When McCaskill was diagnosed with cancer four years ago she immediately turned to Google, researching online ways to combat the diseases.
“I had this attitude, what can I do to help myself?,” said McCaskill.
Her doctor told her to get plenty of rest and to drink Boost, a nutritional drink that would help her avoid rapid weight loss during her chemotherapy treatments.
“I looked on the lable and it was all sugar and crap,” she said.
McCaskill started following some of the advice in Cancer: 101 Solutions to a Preventable Epidemic, a book written by Liz Armstrong, Guy Dauncey and Anne Wordsworth, which recommended adopting a healthy lifestyle, with good nutrition and plenty of exercise.
“I really believe in a lot of the stuff. I’m following a lot of the recommendations,” said McCaskill.
She started eating organic healthy fruits and vegetables, drinking a protein shake mixed with fresh blueberries everyday and began a walking program.

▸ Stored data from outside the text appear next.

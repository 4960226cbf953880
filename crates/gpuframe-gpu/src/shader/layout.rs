//! Vertex layout and constant buffer layouts shared by every backend.

use bytemuck::{Pod, Zeroable};
use gpuframe_color::ColorMatrix;
use gpuframe_core::Rect;

/// Quad vertex: clip-space position and texture coordinate.
#[repr(C)]
#[derive(Debug, Clone, Copy, PartialEq, Pod, Zeroable)]
pub struct Vertex {
    pub position: [f32; 3],
    pub texcoord: [f32; 2],
}

/// Vertex shader constants.
#[repr(C)]
#[derive(Debug, Clone, Copy, PartialEq, Pod, Zeroable)]
pub struct VsConstants {
    /// Column-major 4x4 transform applied to positions.
    pub transform: [[f32; 4]; 4],
}

impl Default for VsConstants {
    fn default() -> Self {
        Self {
            transform: glam::Mat4::IDENTITY.to_cols_array_2d(),
        }
    }
}

/// One colorspace transform as laid out in the pixel shader constants.
#[repr(C)]
#[derive(Debug, Clone, Copy, PartialEq, Pod, Zeroable)]
pub struct ColorTransformConstants {
    /// Matrix rows, each padded to four floats.
    pub coeff: [[f32; 4]; 3],
    pub offset: [f32; 4],
    pub min: [f32; 4],
    pub max: [f32; 4],
}

impl ColorTransformConstants {
    /// Apply the transform, clamping each component.
    pub fn apply(&self, c: [f32; 3]) -> [f32; 3] {
        let mut out = [0.0; 3];
        for (i, v) in out.iter_mut().enumerate() {
            let row = self.coeff[i];
            let x = row[0] * c[0] + row[1] * c[1] + row[2] * c[2] + self.offset[i];
            *v = x.clamp(self.min[i], self.max[i]);
        }
        out
    }
}

impl Default for ColorTransformConstants {
    fn default() -> Self {
        Self::from(&ColorMatrix::IDENTITY)
    }
}

impl From<&ColorMatrix> for ColorTransformConstants {
    fn from(m: &ColorMatrix) -> Self {
        let finite = |v: f64| (v as f32).clamp(f32::MIN, f32::MAX);
        let mut coeff = [[0.0; 4]; 3];
        for (row, src) in coeff.iter_mut().zip(m.matrix.iter()) {
            row[..3].copy_from_slice(&[src[0] as f32, src[1] as f32, src[2] as f32]);
        }
        Self {
            coeff,
            offset: [m.offset[0] as f32, m.offset[1] as f32, m.offset[2] as f32, 0.0],
            min: [finite(m.min[0]), finite(m.min[1]), finite(m.min[2]), 0.0],
            max: [finite(m.max[0]), finite(m.max[1]), finite(m.max[2]), 1.0],
        }
    }
}

/// Pixel shader constants: pre-matrix, primaries matrix, post-matrix, alpha.
#[repr(C)]
#[derive(Debug, Clone, Copy, PartialEq, Pod, Zeroable)]
pub struct PsConstants {
    pub pre: ColorTransformConstants,
    pub primaries: ColorTransformConstants,
    pub post: ColorTransformConstants,
    /// x: alpha multiplier.
    pub alpha: [f32; 4],
}

impl Default for PsConstants {
    fn default() -> Self {
        Self {
            pre: ColorTransformConstants::default(),
            primaries: ColorTransformConstants::default(),
            post: ColorTransformConstants::default(),
            alpha: [1.0, 0.0, 0.0, 0.0],
        }
    }
}

/// Full-frame quad: bottom-left, top-left, top-right, bottom-right.
pub const QUAD_INDICES: [u16; 6] = [0, 1, 2, 3, 0, 2];

/// Quad covering clip space, sampling `crop` of a `width` x `height` input.
pub fn quad_vertices(crop: Rect, width: u32, height: u32) -> [Vertex; 4] {
    let w = width.max(1) as f32;
    let h = height.max(1) as f32;
    let u0 = crop.x as f32 / w;
    let v0 = crop.y as f32 / h;
    let u1 = crop.right() as f32 / w;
    let v1 = crop.bottom() as f32 / h;
    let vertex = |x: f32, y: f32, u: f32, v: f32| Vertex {
        position: [x, y, 0.0],
        texcoord: [u, v],
    };
    [
        vertex(-1.0, -1.0, u0, v1),
        vertex(-1.0, 1.0, u0, v0),
        vertex(1.0, 1.0, u1, v0),
        vertex(1.0, -1.0, u1, v1),
    ]
}

/// Vertex transform applying a 2x2 orientation matrix in clip space.
pub fn orientation_transform(m: [[f32; 2]; 2]) -> VsConstants {
    let mat = glam::Mat4::from_cols(
        glam::Vec4::new(m[0][0], m[0][1], 0.0, 0.0),
        glam::Vec4::new(m[1][0], m[1][1], 0.0, 0.0),
        glam::Vec4::Z,
        glam::Vec4::W,
    );
    VsConstants {
        transform: mat.to_cols_array_2d(),
    }
}

#[cfg(test)]
mod tests {
    use super::*;

    #[test]
    fn test_layout_sizes() {
        assert_eq!(std::mem::size_of::<Vertex>(), 20);
        assert_eq!(std::mem::size_of::<VsConstants>(), 64);
        assert_eq!(std::mem::size_of::<ColorTransformConstants>(), 96);
        assert_eq!(std::mem::size_of::<PsConstants>(), 3 * 96 + 16);
    }

    #[test]
    fn test_identity_constants_pass_through() {
        let t = ColorTransformConstants::default();
        assert_eq!(t.apply([0.25, 0.5, 0.75]), [0.25, 0.5, 0.75]);
        assert_eq!(t.apply([1.5, -0.5, 0.0]), [1.0, 0.0, 0.0]);
    }

    #[test]
    fn test_quad_samples_crop() {
        let quad = quad_vertices(Rect::new(16, 0, 32, 24), 64, 48);
        assert_eq!(quad[1].texcoord, [0.25, 0.0]);
        assert_eq!(quad[3].texcoord, [0.75, 0.5]);
    }

    #[test]
    fn test_orientation_transform_rotates_axes() {
        let vs = orientation_transform([[0.0, -1.0], [1.0, 0.0]]);
        let m = glam::Mat4::from_cols_array_2d(&vs.transform);
        let p = m * glam::Vec4::new(1.0, 0.0, 0.0, 1.0);
        assert_eq!(p.truncate().truncate(), glam::Vec2::new(0.0, -1.0));
    }
}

When she was diagnosed with ovarian cancer, McCaskill was told the average life expectancy is 16 months.
“I’m well past that,” she said. “It’s been four years now.”

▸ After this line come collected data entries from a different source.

//! gpuframe core - foundation types shared by the GPU frame engine
//!
//! This crate provides the value types used throughout gpuframe:
//! - Abstract pixel formats and their plane layout
//! - Colorimetry (range, matrix coefficients, transfer, primaries)
//! - Video info, rectangles and orientation
//! - CPU-memory frames

pub mod color;
pub mod error;
pub mod format;
pub mod frame;
pub mod geometry;
pub mod info;

pub use color::{ColorPrimaries, ColorRange, Colorimetry, MatrixCoefficients, TransferFunction};
pub use error::{Result, VideoError};
pub use format::{ColorFamily, FormatInfo, PlaneInfo, VideoFormat};
pub use frame::SystemFrame;
pub use geometry::{Rect, VideoDirection};
pub use info::VideoInfo;

/// Upper bound on either dimension of a frame.
pub const MAX_DIMENSION: u32 = 16384;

McCaskill joined the group Prevent Cancer Now, a national organization created in 2007 that educates people on how to live healthy to lower the risks of the onset of cancer.
The presentation on Aug. 30, Prevention is the Cure, offers many of the tips McCaskill used during her cancer treatments,
The presentation is free but the information is priceless, said Jake Cole, co-chair of Prevent Cancer Now.

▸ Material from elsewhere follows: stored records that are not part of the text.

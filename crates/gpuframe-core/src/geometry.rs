//! Rectangles and frame orientation.

use serde::{Deserialize, Serialize};

/// Axis-aligned pixel rectangle.
#[derive(Debug, Clone, Copy, PartialEq, Eq, Hash, Default, Serialize, Deserialize)]
pub struct Rect {
    pub x: u32,
    pub y: u32,
    pub width: u32,
    pub height: u32,
}

impl Rect {
    /// Create a new rectangle.
    #[inline]
    pub const fn new(x: u32, y: u32, width: u32, height: u32) -> Self {
        Self {
            x,
            y,
            width,
            height,
        }
    }

    /// Rectangle covering a full `width` x `height` surface.
    #[inline]
    pub const fn full(width: u32, height: u32) -> Self {
        Self::new(0, 0, width, height)
    }

    /// Exclusive right edge, saturating at `u32::MAX`.
    #[inline]
    pub fn right(self) -> u32 {
        self.x.saturating_add(self.width)
    }

    /// Exclusive bottom edge, saturating at `u32::MAX`.
    #[inline]
    pub fn bottom(self) -> u32 {
        self.y.saturating_add(self.height)
    }

    #[inline]
    pub fn is_empty(self) -> bool {
        self.width == 0 || self.height == 0
    }

    /// Whether the rectangle lies within a `width` x `height` surface.
    pub fn fits(self, width: u32, height: u32) -> bool {
        match (self.x.checked_add(self.width), self.y.checked_add(self.height)) {
            (Some(right), Some(bottom)) => right <= width && bottom <= height,
            _ => false,
        }
    }

    /// Whether the rectangle covers a `width` x `height` surface entirely.
    pub fn covers(self, width: u32, height: u32) -> bool {
        self.x == 0 && self.y == 0 && self.width >= width && self.height >= height
    }

    /// Check if a pixel is inside the rectangle.
    #[inline]
    pub fn contains(self, x: u32, y: u32) -> bool {
        x >= self.x && x < self.right() && y >= self.y && y < self.bottom()
    }

    /// Compute intersection with another rectangle.
    pub fn intersection(self, other: Self) -> Option<Self> {
        let x1 = self.x.max(other.x);
        let y1 = self.y.max(other.y);
        let x2 = self.right().min(other.right());
        let y2 = self.bottom().min(other.bottom());

        if x1 < x2 && y1 < y2 {
            Some(Self::new(x1, y1, x2 - x1, y2 - y1))
        } else {
            None
        }
    }

    /// Scale down by power-of-two subsampling factors, rounding outward.
    pub fn subsampled(self, w_sub: u8, h_sub: u8) -> Self {
        let x = self.x >> w_sub;
        let y = self.y >> h_sub;
        let right = crate::format::subsample(self.right(), w_sub);
        let bottom = crate::format::subsample(self.bottom(), h_sub);
        Self::new(x, y, right - x, bottom - y)
    }
}

/// Orientation applied while converting a frame.
#[derive(Debug, Clone, Copy, PartialEq, Eq, Hash, Default, Serialize, Deserialize)]
pub enum VideoDirection {
    #[default]
    Identity,
    /// Rotate 90 degrees clockwise
    Rotate90R,
    Rotate180,
    /// Rotate 90 degrees counter-clockwise
    Rotate90L,
    HorizontalFlip,
    VerticalFlip,
    /// Flip across the upper-left to lower-right diagonal
    UpperLeftLowerRight,
    /// Flip across the upper-right to lower-left diagonal
    UpperRightLowerLeft,
}

impl VideoDirection {
    pub const ALL: [VideoDirection; 8] = [
        Self::Identity,
        Self::Rotate90R,
        Self::Rotate180,
        Self::Rotate90L,
        Self::HorizontalFlip,
        Self::VerticalFlip,
        Self::UpperLeftLowerRight,
        Self::UpperRightLowerLeft,
    ];

    /// Output width and height are swapped relative to the input.
    pub fn swaps_dimensions(self) -> bool {
        matches!(
            self,
            Self::Rotate90R | Self::Rotate90L | Self::UpperLeftLowerRight | Self::UpperRightLowerLeft
        )
    }

    /// 2x2 matrix acting on normalized device coordinates (x right, y up).
    ///
    /// Columns are the images of the x and y axes.
    pub fn ndc_matrix(self) -> [[f32; 2]; 2] {
        match self {
            Self::Identity => [[1.0, 0.0], [0.0, 1.0]],
            Self::Rotate90R => [[0.0, -1.0], [1.0, 0.0]],
            Self::Rotate180 => [[-1.0, 0.0], [0.0, -1.0]],
            Self::Rotate90L => [[0.0, 1.0], [-1.0, 0.0]],
            Self::HorizontalFlip => [[-1.0, 0.0], [0.0, 1.0]],
            Self::VerticalFlip => [[1.0, 0.0], [0.0, -1.0]],
            Self::UpperLeftLowerRight => [[0.0, -1.0], [-1.0, 0.0]],
            Self::UpperRightLowerLeft => [[0.0, 1.0], [1.0, 0.0]],
        }
    }

    /// Map a normalized source coordinate (u right, v down, both in 0..=1)
    /// to where it lands in the destination.
    pub fn map_uv(self, u: f32, v: f32) -> (f32, f32) {
        let [c0, c1] = self.ndc_matrix();
        let x = 2.0 * u - 1.0;
        let y = 1.0 - 2.0 * v;
        let nx = c0[0] * x + c1[0] * y;
        let ny = c0[1] * x + c1[1] * y;
        ((nx + 1.0) * 0.5, (1.0 - ny) * 0.5)
    }
}

#[cfg(test)]
mod tests {
    use super::*;

    #[test]
    fn test_intersection() {
        let a = Rect::new(0, 0, 10, 10);
        let b = Rect::new(5, 5, 10, 10);
        assert_eq!(a.intersection(b), Some(Rect::new(5, 5, 5, 5)));
        assert_eq!(a.intersection(Rect::new(20, 20, 1, 1)), None);
    }

    #[test]
    fn test_subsampled_rounds_outward() {
        let r = Rect::new(3, 3, 5, 5).subsampled(1, 1);
        assert_eq!(r, Rect::new(1, 1, 3, 3));
    }

    #[test]
    fn test_covers() {
        assert!(Rect::full(64, 64).covers(64, 64));
        assert!(!Rect::new(8, 8, 48, 48).covers(64, 64));
        assert!(Rect::new(8, 8, 48, 48).fits(64, 64));
    }

    #[test]
    fn test_fits_rejects_wrapping_edges() {
        assert!(!Rect::new(u32::MAX, 0, 2, 2).fits(16, 16));
        assert!(!Rect::new(0, u32::MAX, 2, 2).fits(16, 16));
        assert!(!Rect::new(1, 1, u32::MAX, 1).fits(u32::MAX, 16));
        assert_eq!(Rect::new(u32::MAX, 0, 2, 2).right(), u32::MAX);
    }

    #[test]
    fn test_rotate_90r_moves_top_left_to_top_right() {
        let (s, t) = VideoDirection::Rotate90R.map_uv(0.0, 0.0);
        assert!((s - 1.0).abs() < 1e-6 && t.abs() < 1e-6);
        // bottom-left ends up at top-left
        let (s, t) = VideoDirection::Rotate90R.map_uv(0.0, 1.0);
        assert!(s.abs() < 1e-6 && t.abs() < 1e-6);
    }

    #[test]
    fn test_transpose_swaps_axes() {
        let (s, t) = VideoDirection::UpperLeftLowerRight.map_uv(0.25, 0.75);
        assert!((s - 0.75).abs() < 1e-6 && (t - 0.25).abs() < 1e-6);
        let (s, t) = VideoDirection::UpperRightLowerLeft.map_uv(0.25, 0.75);
        assert!((s - 0.25).abs() < 1e-6 && (t - 0.75).abs() < 1e-6);
    }

    #[test]
    fn test_matrices_are_orthogonal() {
        for dir in VideoDirection::ALL {
            let [c0, c1] = dir.ndc_matrix();
            let det = c0[0] * c1[1] - c1[0] * c0[1];
            assert!((det.abs() - 1.0).abs() < 1e-6, "{:?}", dir);
            assert_eq!(dir.swaps_dimensions(), c0[0] == 0.0, "{:?}", dir);
        }
    }
}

“We seem to be after the cure and the treatments and the early treatments,” said Cole. “The prevention is left out.”
Cancer is the number one killer in Canada, said Cole.
This year, more than 117,800 people will contract it for the first time and 75,000 will die from the disease, said Cole.
Nearly half of all men and women will eventually contract cancer, while one in four will die from the disease, he added.
“These statistics should invoke both fear and outrage,” said Cole. “Instead we seem to be complacent, accepting cancer as an unwanted, but somehow inevitable part of living.”
But a significant number of cancers can be prevented, he said.
“Following a growing body of evidence, we see the potential to prevent cancer in 80 per cent of cases,” he said. “Some believe this number could be even higher.”
A great deal of money is spent pursuing a cure for cancer but only two per cent of health spending goes towards prevention, said Cole.
McCaskill has a simple explanation for the lack of investment in cancer prevention.
“There’s no money in patenting broccoli,” she said. “Lots of drug companies and a lot of people benefit from cancer – there’s big money in cancer and cancer treatments.”
The Prevention is the Cure presentation will offer a number of cancer prevention tips including:
* Don’t smoke.
* Eat an organic, plant-based diet.
* Buy environmentally-friendly cosmetics, cleansers and other common drugstore products.
* Avoid cellphone use.
“While treatments improve marginally and some lives are extended, we seem to miss the obvious first choice: stop the disease before it starts,” said Cole.
Cole, a Kanata resident and former Green Party candidate for Carleton-Mississippi Mills in the 2008 federal election, said Prevent Cancer Now fits in nicely with the Green’s health platform of disease prevention.
The Aug. 30 cancer prevention talk is hopefully the first of many across Ottawa and eventually Canada, said Cole.
Jonathan Mills, a pastor at Kanata Baptist Church, said his church was happy to host the first Prevent Cancer Now talk.
“Cancer is a devastating disease,” he said. “As a pastor I have walked with many families through the devastation of cancer – it’s a very painful and devastating journey. For some it ends with death, for others it ends with physical and emotional scars.”